The FA said the evidence for the accusation against Clattenburg had come from Mikel's Brazilian team mate Ramires.
"The details of the allegation were that following one or the other of the red cards issued during the second half of the game, Ramires heard Mark Clattenburg say to John Obi Mikel, "shut up you monkey". John Obi Mikel did not hear the alleged comment.
"Ramires, whose first language is not English, explained that his instinctive reaction was to seek confirmation from John Obi Mikel as to what the referee had said.
"John Obi Mikel, who was being spoken to by the referee, was much closer to the referee than Ramires and did not hear what it is suggested was said to him."
The FA said the other match officials, linked to the referee via radio - which in future will be recorded as a matter of course in the wake of the case - were adamant the alleged words were not uttered.
"There is nothing in the video footage to support the allegation," the statement continued.
Clattenburg, 37, said he was looking forward to putting the incident behind him and concentrating on his refereeing.
"To know you were innocent of something but that there was the opportunity for it to wreck your career was truly frightening," he said as the referees' union called on Chelsea to apologise and give him compensation.
"Racism has no place in football and this experience should not discourage those to speak out if they genuinely believe they are a victim of abuse," he added.
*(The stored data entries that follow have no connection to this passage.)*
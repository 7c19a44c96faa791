extern crate nalgebra as na;

pub mod geo;
pub mod obs;
pub mod pixel;
pub mod prelude;
pub mod units;
pub mod window;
"However, there are processes that should be adhered in order that any investigation can be carried out in a manner that is fair for all parties involved."
His final comment appeared to refer to Chelsea announcing their allegations to the media on the night of the game before they had made a formal complaint to the FA, a course of action which also led to widespread media criticism of the club.
Their initial accusations including a second allegation of inappropriate language by the referee towards Spanish midfielder Juan Mata but that element of the complaint was dropped.
This month, London's Metropolitan Police dropped an investigation into a complaint about Clattenburg made by the Society of Black Lawyers following the incident.
Chelsea issued a statement accepting the FA's decision but reiterating they were right to report the matter.
"The FA states Chelsea took the correct action following the Manchester United match and encourages all players who believe they have been either subject, or witness, to discriminatory abuse to report the matter immediately to the match officials on the day, and in turn to the FA," Chelsea said.
"The club also notes the charge brought against John Obi Mikel. While the player does not deny the charge, he will request a personal hearing to explain the mitigating circumstances.
"Chelsea FC has a duty of care, as do all employers, to act responsibly when such allegations are reported by employees. We did not take the decision to lodge a formal complaint with the FA lightly and followed the correct processes and protocols throughout."